- **INFORMATION**:

....................

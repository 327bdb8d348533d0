// src/engine/runtime.rs

use std::fmt;

use tokio::sync::mpsc;
use tracing::{debug, info};

use crate::errors::{Result, StylesyncError};
use crate::exec::TaskExecutor;

use super::core::CoreRuntime;
use super::{CoreCommand, RuntimeEvent};

/// Drives the DAG scheduler in response to [`RuntimeEvent`]s and delegates
/// actual task execution to a [`TaskExecutor`].
///
/// This is a pure IO shell around [`CoreRuntime`], which contains all the
/// runtime semantics. This struct handles async IO: reading events from the
/// channel and dispatching tasks to the executor.
pub struct Runtime<E: TaskExecutor> {
    core: CoreRuntime,
    event_rx: mpsc::Receiver<RuntimeEvent>,
    executor: E,
}

impl<E: TaskExecutor> fmt::Debug for Runtime<E> {
    fn fmt(&self, f: &mut fmt::Formatter<'_>) -> fmt::Result {
        f.debug_struct("Runtime")
            .field("core", &self.core)
            .finish_non_exhaustive()
    }
}

impl<E: TaskExecutor> Runtime<E> {
    pub fn new(core: CoreRuntime, event_rx: mpsc::Receiver<RuntimeEvent>, executor: E) -> Self {
        Self {
            core,
            event_rx,
            executor,
        }
    }

    /// Main event loop.
    ///
    /// - Consumes [`RuntimeEvent`]s from `event_rx`.
    /// - Feeds them into the core runtime.
    /// - Executes the commands returned by the core.
    ///
    /// Returns an error when the session ended with failed tasks and the
    /// operator did not ask for the shutdown (one-off run failed, or a
    /// service died).
    pub async fn run(mut self) -> Result<()> {
        info!("stylesync runtime started");

        loop {
            let event = match self.event_rx.recv().await {
                Some(e) => e,
                None => {
                    info!("runtime event channel closed; exiting");
                    break;
                }
            };

            debug!(?event, "runtime received event");

            let step = self.core.step(event);

            for command in step.commands {
                self.execute_command(command).await?;
            }

            if !step.keep_running {
                info!("core requested exit; stopping runtime");
                break;
            }
        }

        info!("runtime exiting");

        if !self.core.shutdown_was_requested() && !self.core.failed_tasks().is_empty() {
            return Err(StylesyncError::TaskFailed(
                self.core.failed_tasks().join(", "),
            ));
        }

        Ok(())
    }

    /// Execute a single command from the core.
    async fn execute_command(&mut self, command: CoreCommand) -> Result<()> {
        match command {
            CoreCommand::DispatchTasks(tasks) => {
                if tasks.is_empty() {
                    return Ok(());
                }
                let names: Vec<_> = tasks.iter().map(|t| t.name.as_str()).collect();
                debug!(?names, "dispatching ready tasks");
                self.executor.dispatch(tasks).await?;
            }
            CoreCommand::RequestExit => {
                // The core also returns keep_running = false in this case,
                // so there is nothing to do beyond logging.
                info!("core issued RequestExit command");
            }
        }
        Ok(())
    }
}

....................

- **GOAL OF THE EXERCISE**: Lines containing the word "step" must all be returned from the material above.

- **EXERCISE SOLUTION**:
            let step = self.core.step(event);
            for command in step.commands {
            if !step.keep_running {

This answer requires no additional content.